Тем не менее, никто не может отрицать, что М. Грушевский был признанным идейным лидером украинского национального движения. Революционная ситуация, председательствование в Центральной Раде, сделавшая его практичным политиком, — стали для него триумфом и поражением. Именно последнее обстоятельство существенно повлияло на оценку его как политика. Однако деятельность М. Грушевского как ученого, историка — оценивалась всегда высоко. Это способствовало формированию в научной литературе даже некой антагонистической концепции оценки деятельности М. Грушевского: «хороший историк — плохой политик».
Между тем существуют ли основания утверждать, что политическая карьера председателя УЦР сложилась неудачно? Если так, то тогда следует ответить на вопрос: кто из известных деятелей периода украинской революции был хорошим политиком? Винниченко? Скоропадский? Петлюра? Да и могут ли быть хорошие политики среди лидеров революции, потерпевшей поражение, среди политических деятелей, которые допустили утрату государственности.
Казалось бы, что наиболее точные данные о деятельности Грушевского можно было бы почерпнуть из дневников и воспоминаний его ближайших соратников. Но и здесь нельзя полагаться на их объективность. Так, например В. Винниченко, по поводу возвращения в УССР, писал в конце 1923 г.: «Сначала торговался сколько дадут ему в Праге (3250 чешских крон). Очевидно нэпо-чекисты дали больше. Гадко. Противный старый интриган». Годом позднее высказывал, однако, диаметрально противоположное мнение: «Михаил Грушевский и его близкие товарищи ехали на великий самокритичный подвиг, на тяжелую борьбу за достижения нашей революции…»

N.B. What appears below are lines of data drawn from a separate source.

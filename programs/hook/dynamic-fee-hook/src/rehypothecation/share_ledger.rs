// Rehypothecation Share Ledger
//
// Fungible claim on the two yield-source positions. Deposits round the
// required amounts up and withdrawals round the returned amounts down, so a
// deposit followed by a withdrawal of the same shares never gains value.

use std::collections::BTreeMap;

use anchor_lang::prelude::*;

use crate::{
    constants::*,
    errors::*,
    math::{liquidity_amounts::get_amounts_for_liquidity, mul_div, Rounding, U256},
};

// Pool price and JIT range bounds, all Q64.96
#[derive(Clone, Copy, Debug, PartialEq, Eq)]
pub struct PriceRange {
    pub sqrt_price_x96: U256,
    pub sqrt_price_lower: U256,
    pub sqrt_price_upper: U256,
}

#[derive(Clone, Debug, Default, PartialEq, Eq)]
pub struct ShareLedger {
    total_supply: u128,
    balances: BTreeMap<Pubkey, u128>,
}

impl ShareLedger {
    pub fn total_supply(&self) -> u128 {
        self.total_supply
    }

    pub fn balance_of(&self, owner: &Pubkey) -> u128 {
        self.balances.get(owner).copied().unwrap_or_default()
    }

    pub fn mint(&mut self, to: &Pubkey, shares: u128) -> Result<()> {
        require!(*to != Pubkey::default(), HookError::InvalidAddress);
        let total_supply = self
            .total_supply
            .checked_add(shares)
            .ok_or(HookError::Overflow)?;
        let balance = self.balance_of(to) + shares;

        self.total_supply = total_supply;
        self.balances.insert(*to, balance);
        Ok(())
    }

    pub fn burn(&mut self, from: &Pubkey, shares: u128) -> Result<()> {
        let balance = self
            .balance_of(from)
            .checked_sub(shares)
            .ok_or(HookError::InsufficientShares)?;

        self.total_supply -= shares;
        if balance == 0 {
            self.balances.remove(from);
        } else {
            self.balances.insert(*from, balance);
        }
        Ok(())
    }

    pub fn transfer(&mut self, from: &Pubkey, to: &Pubkey, shares: u128) -> Result<()> {
        require!(*to != Pubkey::default(), HookError::InvalidAddress);
        self.burn(from, shares)?;
        self.mint(to, shares)
    }
}

// Amounts a depositor pays for `shares`
pub fn convert_shares_to_amounts_for_deposit(
    shares: u128,
    total_supply: u128,
    amounts_in_vault: (u128, u128),
    range: &PriceRange,
) -> Result<(u128, u128)> {
    if total_supply == 0 {
        // First depositor prices shares as liquidity over the JIT range
        let (amount0, amount1) = get_amounts_for_liquidity(
            range.sqrt_price_x96,
            range.sqrt_price_lower,
            range.sqrt_price_upper,
            shares,
            Rounding::Up,
        )?;
        return Ok((
            amount0
                .checked_add(FIRST_DEPOSIT_MARGIN)
                .ok_or(HookError::Overflow)?,
            amount1
                .checked_add(FIRST_DEPOSIT_MARGIN)
                .ok_or(HookError::Overflow)?,
        ));
    }

    Ok((
        pro_rata(shares, amounts_in_vault.0, total_supply, Rounding::Up)?,
        pro_rata(shares, amounts_in_vault.1, total_supply, Rounding::Up)?,
    ))
}

// Amounts a holder receives for burning `shares`
pub fn convert_shares_to_amounts_for_withdrawal(
    shares: u128,
    total_supply: u128,
    amounts_in_vault: (u128, u128),
) -> Result<(u128, u128)> {
    Ok((
        pro_rata(shares, amounts_in_vault.0, total_supply, Rounding::Down)?,
        pro_rata(shares, amounts_in_vault.1, total_supply, Rounding::Down)?,
    ))
}

// Shares that convert to nothing on both sides cannot be minted or burned
pub fn require_nonzero_amounts(amounts: (u128, u128)) -> Result<(u128, u128)> {
    require!(amounts.0 > 0 || amounts.1 > 0, HookError::ZeroAmounts);
    Ok(amounts)
}

// shares * (amount + 1) / (supply + 1)
fn pro_rata(shares: u128, amount_in_vault: u128, total_supply: u128, rounding: Rounding) -> Result<u128> {
    let amount = amount_in_vault
        .checked_add(SHARE_CONVERSION_MARGIN)
        .ok_or(HookError::Overflow)?;
    let supply = total_supply
        .checked_add(SHARE_CONVERSION_MARGIN)
        .ok_or(HookError::Overflow)?;
    mul_div(shares, amount, supply, rounding)
}
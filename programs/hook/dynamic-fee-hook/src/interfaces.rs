// External collaborators
//
// The host pool manager, the ERC-4626-style yield vaults and token custody
// are reached only through these traits. Calls are synchronous; any error
// they return aborts the enclosing operation.

use anchor_lang::{prelude::*, solana_program::hash::hashv};

use crate::{constants::*, errors::*, math::U256};

// Identifies a pool on the host pool manager
#[derive(AnchorSerialize, AnchorDeserialize, Clone, Copy, Debug, Default, PartialEq, Eq)]
pub struct PoolKey {
    pub currency0: Pubkey,
    pub currency1: Pubkey,
    pub fee: u32,
    pub tick_spacing: i32,
    pub hooks: Pubkey,
}

impl PoolKey {
    pub fn id(&self) -> Pubkey {
        let hash = hashv(&[
            self.currency0.as_ref(),
            self.currency1.as_ref(),
            &self.fee.to_le_bytes(),
            &self.tick_spacing.to_le_bytes(),
            self.hooks.as_ref(),
        ]);
        Pubkey::new_from_array(hash.to_bytes())
    }

    pub fn is_dynamic_fee(&self) -> bool {
        self.fee == DYNAMIC_FEE_FLAG
    }

    pub fn contains(&self, currency: &Pubkey) -> bool {
        *currency == self.currency0 || *currency == self.currency1
    }

    pub fn validate(&self) -> Result<()> {
        require!(self.currency0 < self.currency1, HookError::InvalidCurrency);
        require!(
            (MIN_TICK_SPACING..=MAX_TICK_SPACING).contains(&self.tick_spacing),
            HookError::InvalidTickRange
        );
        Ok(())
    }
}

#[derive(Clone, Copy, Debug, PartialEq, Eq)]
pub struct Slot0 {
    pub sqrt_price_x96: U256,
    pub tick: i32,
    pub lp_fee: u32,
}

#[derive(Clone, Copy, Debug, PartialEq, Eq)]
pub struct ModifyLiquidityParams {
    pub tick_lower: i32,
    pub tick_upper: i32,
    pub liquidity_delta: i128,
    pub salt: [u8; 32],
}

#[derive(Clone, Copy, Debug, PartialEq, Eq)]
pub struct SwapParams {
    pub zero_for_one: bool,
    pub amount_specified: i128,
    pub sqrt_price_limit_x96: U256,
}

// Callbacks the host pool manager should invoke on this hook
#[derive(Clone, Copy, Debug, Default, PartialEq, Eq)]
pub struct HookPermissions {
    pub before_initialize: bool,
    pub after_initialize: bool,
    pub before_add_liquidity: bool,
    pub after_add_liquidity: bool,
    pub before_remove_liquidity: bool,
    pub after_remove_liquidity: bool,
    pub before_swap: bool,
    pub after_swap: bool,
    pub before_donate: bool,
    pub after_donate: bool,
}

// Signed per-currency flow; positive means owed to the caller
#[derive(AnchorSerialize, AnchorDeserialize, Clone, Copy, Debug, Default, PartialEq, Eq)]
pub struct BalanceDelta {
    pub amount0: i128,
    pub amount1: i128,
}

pub trait FeeManager {
    fn lp_fee(&self, pool: &Pubkey) -> Result<u32>;

    fn update_dynamic_lp_fee(&mut self, pool: &Pubkey, fee: u32) -> Result<()>;
}

pub trait PoolManager: FeeManager {
    fn slot0(&self, pool: &Pubkey) -> Result<Slot0>;

    // Adds or removes liquidity; the returned delta stays outstanding until
    // taken or settled
    fn modify_liquidity(
        &mut self,
        pool: &Pubkey,
        owner: &Pubkey,
        params: &ModifyLiquidityParams,
    ) -> Result<BalanceDelta>;

    fn position_liquidity(
        &self,
        pool: &Pubkey,
        owner: &Pubkey,
        tick_lower: i32,
        tick_upper: i32,
        salt: &[u8; 32],
    ) -> u128;

    // Swap on behalf of `sender`; returns the sender's delta
    fn swap(&mut self, pool: &Pubkey, sender: &Pubkey, params: &SwapParams) -> Result<BalanceDelta>;

    // Net outstanding delta of `target` in `currency`
    fn currency_delta(&self, target: &Pubkey, currency: &Pubkey) -> i128;

    // Pull tokens the pool manager owes to `to`
    fn take(&mut self, currency: &Pubkey, to: &Pubkey, amount: u128) -> Result<()>;

    // Pay tokens `from` owes to the pool manager
    fn settle(&mut self, currency: &Pubkey, from: &Pubkey, amount: u128) -> Result<()>;
}

pub trait YieldVault {
    fn asset(&self) -> Pubkey;

    fn convert_to_assets(&self, shares: u128) -> u128;

    fn convert_to_shares(&self, assets: u128) -> u128;

    // Returns shares minted to `receiver`
    fn deposit(&mut self, assets: u128, receiver: &Pubkey) -> Result<u128>;

    // Returns shares burned from `owner`
    fn withdraw(&mut self, assets: u128, receiver: &Pubkey, owner: &Pubkey) -> Result<u128>;

    // Returns assets sent to `receiver`
    fn redeem(&mut self, shares: u128, receiver: &Pubkey, owner: &Pubkey) -> Result<u128>;
}

pub trait VaultRegistry {
    fn vault(&self, address: &Pubkey) -> Option<&dyn YieldVault>;

    fn vault_mut(&mut self, address: &Pubkey) -> Option<&mut dyn YieldVault>;
}

pub trait TokenCustody {
    // Move `amount` of `currency` from `from` into the hook
    fn transfer_in(&mut self, currency: &Pubkey, from: &Pubkey, amount: u128) -> Result<()>;
}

Теперь про некоторые важные, но не до конца проясненные эпизоды жизни М. Грушевского. Как известно, его арестовали 23 марта 1931 г. в Москве, обвинив в руководстве «Украинским национальным центром». Его перевозят в Харьков, где он, под давлением следователей, полностью признал свою вину и подписал протоколы допросов. Сценарий УНЦ был еще более грандиозным, чем «Союза освобождения Украины».
Однако вдруг события приняли неожиданный и непонятный оборот. М. Грушевского везут снова в Москву и освобождают из под ареста, взяв обещание написать обращение к украинским деятелям в эмиграции. Через десять дней М. Грушевский писем не подготовил и более того — отказался от предыдущих показаний. Но ему позволили проживать в Москве.
Мастерски сфабрикованное чекистами дело фактически развалилось, хотя 50 человек были через год осуждены, но показательного процесса уже не получилось. Вопрос: какая могущественная сила вмешалась в это дело, забрала главного фигуранта, свела к нулю почти двухлетнюю работу НКВД?
Полностью аксиоматичным является то предположение, что указанный поворот в деле Грушевского не мог произойти без согласия Сталина. Никто другой из высшего партийно-советского руководства такую ответственность на себя взять не мог бы. Можно лишь допустить, что кто-то из них похлопотал за Грушевского. Этому есть прямые и косвенные подтверждения. Возможно, это был родственник М. Грушевского по материнской линии Г. Ломов-Оппоков — известный деятель большевистской партии, нарком юстиции в правительстве В. Ленина, а на тот момент заместитель председателя Госплана СССР, член ВКП(б) и ЦИК. М. Грушевский бывал у него дома. Материалы внешнего наблюдения за академиком свидетельствуют про его контакты с секретарем ЦК ВКП(б) Л. Кагановичем, наркомом финансов Г. Гриньком, некоторыми другими московскими высокопоставленными лицами — выходцами с Украины. М. Грушевская в 1939 г., хлопоча об освобождении осужденной дочки Екатерины, в письме к Сталину писала: «Вы знали и ценили научные заслуги моего покойного мужа…». Про определенный интерес Сталина к делу М. Грушевского свидетельствует и тот факт, что телеграмма о похоронах академика была направлена 29 ноября 1934 г. начальнику личной охраны «вождя» — К. Паукеру.
Имеет право на жизнь еще одно предположение: перед советским руководством за М. Грушевского могли похлопотать масоны. Это предположение небезосновательно, но беря во внимание строгую конспиративность этой организации, — оно вряд ли когда-нибудь получит документальное подтверждение.
В принадлежности М. Грушевского к масонам уже никто не сомневается, поскольку об этом достаточно открыто он пишет даже в своих воспоминаниях. Но сведения из дневника касаются только обстоятельств его разрыва с масонами в 1917 г. В исторической литературе сейчас делаются только первые шаги по раскрытию масонской тайны М. Грушевского.